Stored data entries:
########################################
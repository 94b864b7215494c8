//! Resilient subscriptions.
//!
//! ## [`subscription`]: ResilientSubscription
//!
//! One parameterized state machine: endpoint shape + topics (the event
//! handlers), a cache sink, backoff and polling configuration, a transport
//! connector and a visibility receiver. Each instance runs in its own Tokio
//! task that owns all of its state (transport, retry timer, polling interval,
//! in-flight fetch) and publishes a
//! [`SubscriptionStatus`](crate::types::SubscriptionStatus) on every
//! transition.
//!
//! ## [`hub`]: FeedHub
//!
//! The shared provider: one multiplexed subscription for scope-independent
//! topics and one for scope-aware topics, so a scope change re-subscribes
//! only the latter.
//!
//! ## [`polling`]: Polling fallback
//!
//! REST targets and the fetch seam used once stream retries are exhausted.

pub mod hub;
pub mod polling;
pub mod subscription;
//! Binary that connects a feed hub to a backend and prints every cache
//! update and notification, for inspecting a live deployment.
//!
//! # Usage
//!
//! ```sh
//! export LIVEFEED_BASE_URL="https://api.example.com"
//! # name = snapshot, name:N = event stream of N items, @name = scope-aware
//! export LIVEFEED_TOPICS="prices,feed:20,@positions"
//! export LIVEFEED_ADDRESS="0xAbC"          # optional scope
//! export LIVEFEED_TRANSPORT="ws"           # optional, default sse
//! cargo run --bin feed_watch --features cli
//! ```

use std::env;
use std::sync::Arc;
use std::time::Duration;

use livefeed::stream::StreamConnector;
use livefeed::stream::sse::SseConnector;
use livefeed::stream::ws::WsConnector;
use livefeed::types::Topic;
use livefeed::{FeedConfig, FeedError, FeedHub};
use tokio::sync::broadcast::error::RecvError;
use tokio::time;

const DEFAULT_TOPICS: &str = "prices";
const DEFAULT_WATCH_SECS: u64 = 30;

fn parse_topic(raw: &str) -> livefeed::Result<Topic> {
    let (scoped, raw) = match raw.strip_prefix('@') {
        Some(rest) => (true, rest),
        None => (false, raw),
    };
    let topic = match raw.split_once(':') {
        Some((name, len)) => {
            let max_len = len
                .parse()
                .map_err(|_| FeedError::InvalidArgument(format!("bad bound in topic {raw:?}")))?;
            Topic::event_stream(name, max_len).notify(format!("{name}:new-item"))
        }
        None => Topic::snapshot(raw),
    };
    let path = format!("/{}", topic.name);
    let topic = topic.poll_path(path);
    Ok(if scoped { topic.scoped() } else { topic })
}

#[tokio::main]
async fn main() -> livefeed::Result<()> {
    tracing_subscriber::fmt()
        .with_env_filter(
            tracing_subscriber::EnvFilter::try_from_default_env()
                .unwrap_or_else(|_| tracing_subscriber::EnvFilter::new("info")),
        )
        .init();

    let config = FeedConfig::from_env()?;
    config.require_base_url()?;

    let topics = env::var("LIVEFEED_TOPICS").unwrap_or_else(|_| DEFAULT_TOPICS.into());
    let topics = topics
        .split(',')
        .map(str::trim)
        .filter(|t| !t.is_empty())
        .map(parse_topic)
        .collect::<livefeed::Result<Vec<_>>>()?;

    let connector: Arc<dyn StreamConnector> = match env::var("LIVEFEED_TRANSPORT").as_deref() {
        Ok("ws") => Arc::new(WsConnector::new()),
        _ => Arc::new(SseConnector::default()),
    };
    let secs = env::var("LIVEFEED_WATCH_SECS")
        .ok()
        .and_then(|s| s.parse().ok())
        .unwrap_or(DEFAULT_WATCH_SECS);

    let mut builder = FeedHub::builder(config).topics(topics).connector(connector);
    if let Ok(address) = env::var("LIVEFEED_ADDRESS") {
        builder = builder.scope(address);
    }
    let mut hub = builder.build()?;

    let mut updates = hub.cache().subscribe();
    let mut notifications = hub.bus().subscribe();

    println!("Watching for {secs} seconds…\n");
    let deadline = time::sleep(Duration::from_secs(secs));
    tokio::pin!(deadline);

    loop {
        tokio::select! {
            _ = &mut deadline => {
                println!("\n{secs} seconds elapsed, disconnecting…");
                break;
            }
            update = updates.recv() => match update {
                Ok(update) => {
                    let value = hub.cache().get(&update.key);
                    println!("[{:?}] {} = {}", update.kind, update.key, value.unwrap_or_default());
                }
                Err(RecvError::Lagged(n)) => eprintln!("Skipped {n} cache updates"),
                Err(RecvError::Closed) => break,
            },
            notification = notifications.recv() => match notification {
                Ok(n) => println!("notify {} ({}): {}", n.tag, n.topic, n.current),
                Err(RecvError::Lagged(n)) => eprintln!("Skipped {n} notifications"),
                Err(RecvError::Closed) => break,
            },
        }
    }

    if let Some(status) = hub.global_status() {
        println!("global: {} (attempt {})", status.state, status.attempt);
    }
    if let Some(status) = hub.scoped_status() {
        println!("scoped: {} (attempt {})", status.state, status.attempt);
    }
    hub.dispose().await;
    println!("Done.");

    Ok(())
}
########################################
WORK INSTRUCTIONS ▸ Would you restate the entries word for word, omitting none?

WRITTEN SOLUTION ▸
repository 94b864b7215494c8
//! Resilient subscriptions.
//!
//! ## [`subscription`]: ResilientSubscription
//!
//! One parameterized state machine: endpoint shape + topics (the event
//! handlers), a cache sink, backoff and polling configuration, a transport
//! connector and a visibility receiver. Each instance runs in its own Tokio
//! task that owns all of its state (transport, retry timer, polling interval,
//! in-flight fetch) and publishes a
//! [`SubscriptionStatus`](crate::types::SubscriptionStatus) on every
//! transition.
//!
//! ## [`hub`]: FeedHub
//!
//! The shared provider: one multiplexed subscription for scope-independent
//! topics and one for scope-aware topics, so a scope change re-subscribes
//! only the latter.
//!
//! ## [`polling`]: Polling fallback
//!
//! REST targets and the fetch seam used once stream retries are exhausted.

pub mod hub;
pub mod polling;
pub mod subscription;
//! Binary that connects a feed hub to a backend and prints every cache
//! update and notification, for inspecting a live deployment.
//!
//! # Usage
//!
//! ```sh
//! export LIVEFEED_BASE_URL="https://api.example.com"
//! # name = snapshot, name:N = event stream of N items, @name = scope-aware
//! export LIVEFEED_TOPICS="prices,feed:20,@positions"
//! export LIVEFEED_ADDRESS="0xAbC"          # optional scope
//! export LIVEFEED_TRANSPORT="ws"           # optional, default sse
//! cargo run --bin feed_watch --features cli
//! ```

use std::env;
use std::sync::Arc;
use std::time::Duration;

use livefeed::stream::StreamConnector;
use livefeed::stream::sse::SseConnector;
use livefeed::stream::ws::WsConnector;
use livefeed::types::Topic;
use livefeed::{FeedConfig, FeedError, FeedHub};
use tokio::sync::broadcast::error::RecvError;
use tokio::time;

const DEFAULT_TOPICS: &str = "prices";
const DEFAULT_WATCH_SECS: u64 = 30;

fn parse_topic(raw: &str) -> livefeed::Result<Topic> {
    let (scoped, raw) = match raw.strip_prefix('@') {
        Some(rest) => (true, rest),
        None => (false, raw),
    };
    let topic = match raw.split_once(':') {
        Some((name, len)) => {
            let max_len = len
                .parse()
                .map_err(|_| FeedError::InvalidArgument(format!("bad bound in topic {raw:?}")))?;
            Topic::event_stream(name, max_len).notify(format!("{name}:new-item"))
        }
        None => Topic::snapshot(raw),
    };
    let path = format!("/{}", topic.name);
    let topic = topic.poll_path(path);
    Ok(if scoped { topic.scoped() } else { topic })
}

#[tokio::main]
async fn main() -> livefeed::Result<()> {
    tracing_subscriber::fmt()
        .with_env_filter(
            tracing_subscriber::EnvFilter::try_from_default_env()
                .unwrap_or_else(|_| tracing_subscriber::EnvFilter::new("info")),
        )
        .init();

    let config = FeedConfig::from_env()?;
    config.require_base_url()?;

    let topics = env::var("LIVEFEED_TOPICS").unwrap_or_else(|_| DEFAULT_TOPICS.into());
    let topics = topics
        .split(',')
        .map(str::trim)
        .filter(|t| !t.is_empty())
        .map(parse_topic)
        .collect::<livefeed::Result<Vec<_>>>()?;

    let connector: Arc<dyn StreamConnector> = match env::var("LIVEFEED_TRANSPORT").as_deref() {
        Ok("ws") => Arc::new(WsConnector::new()),
        _ => Arc::new(SseConnector::default()),
    };
    let secs = env::var("LIVEFEED_WATCH_SECS")
        .ok()
        .and_then(|s| s.parse().ok())
        .unwrap_or(DEFAULT_WATCH_SECS);

    let mut builder = FeedHub::builder(config).topics(topics).connector(connector);
    if let Ok(address) = env::var("LIVEFEED_ADDRESS") {
        builder = builder.scope(address);
    }
    let mut hub = builder.build()?;

    let mut updates = hub.cache().subscribe();
    let mut notifications = hub.bus().subscribe();

    println!("Watching for {secs} seconds…\n");
    let deadline = time::sleep(Duration::from_secs(secs));
    tokio::pin!(deadline);

    loop {
        tokio::select! {
            _ = &mut deadline => {
                println!("\n{secs} seconds elapsed, disconnecting…");
                break;
            }
            update = updates.recv() => match update {
                Ok(update) => {
                    let value = hub.cache().get(&update.key);
                    println!("[{:?}] {} = {}", update.kind, update.key, value.unwrap_or_default());
                }
                Err(RecvError::Lagged(n)) => eprintln!("Skipped {n} cache updates"),
                Err(RecvError::Closed) => break,
            },
            notification = notifications.recv() => match notification {
                Ok(n) => println!("notify {} ({}): {}", n.tag, n.topic, n.current),
                Err(RecvError::Lagged(n)) => eprintln!("Skipped {n} notifications"),
                Err(RecvError::Closed) => break,
            },
        }
    }

    if let Some(status) = hub.global_status() {
        println!("global: {} (attempt {})", status.state, status.attempt);
    }
    if let Some(status) = hub.scoped_status() {
        println!("scoped: {} (attempt {})", status.state, status.attempt);
    }
    hub.dispose().await;
    println!("Done.");

    Ok(())
}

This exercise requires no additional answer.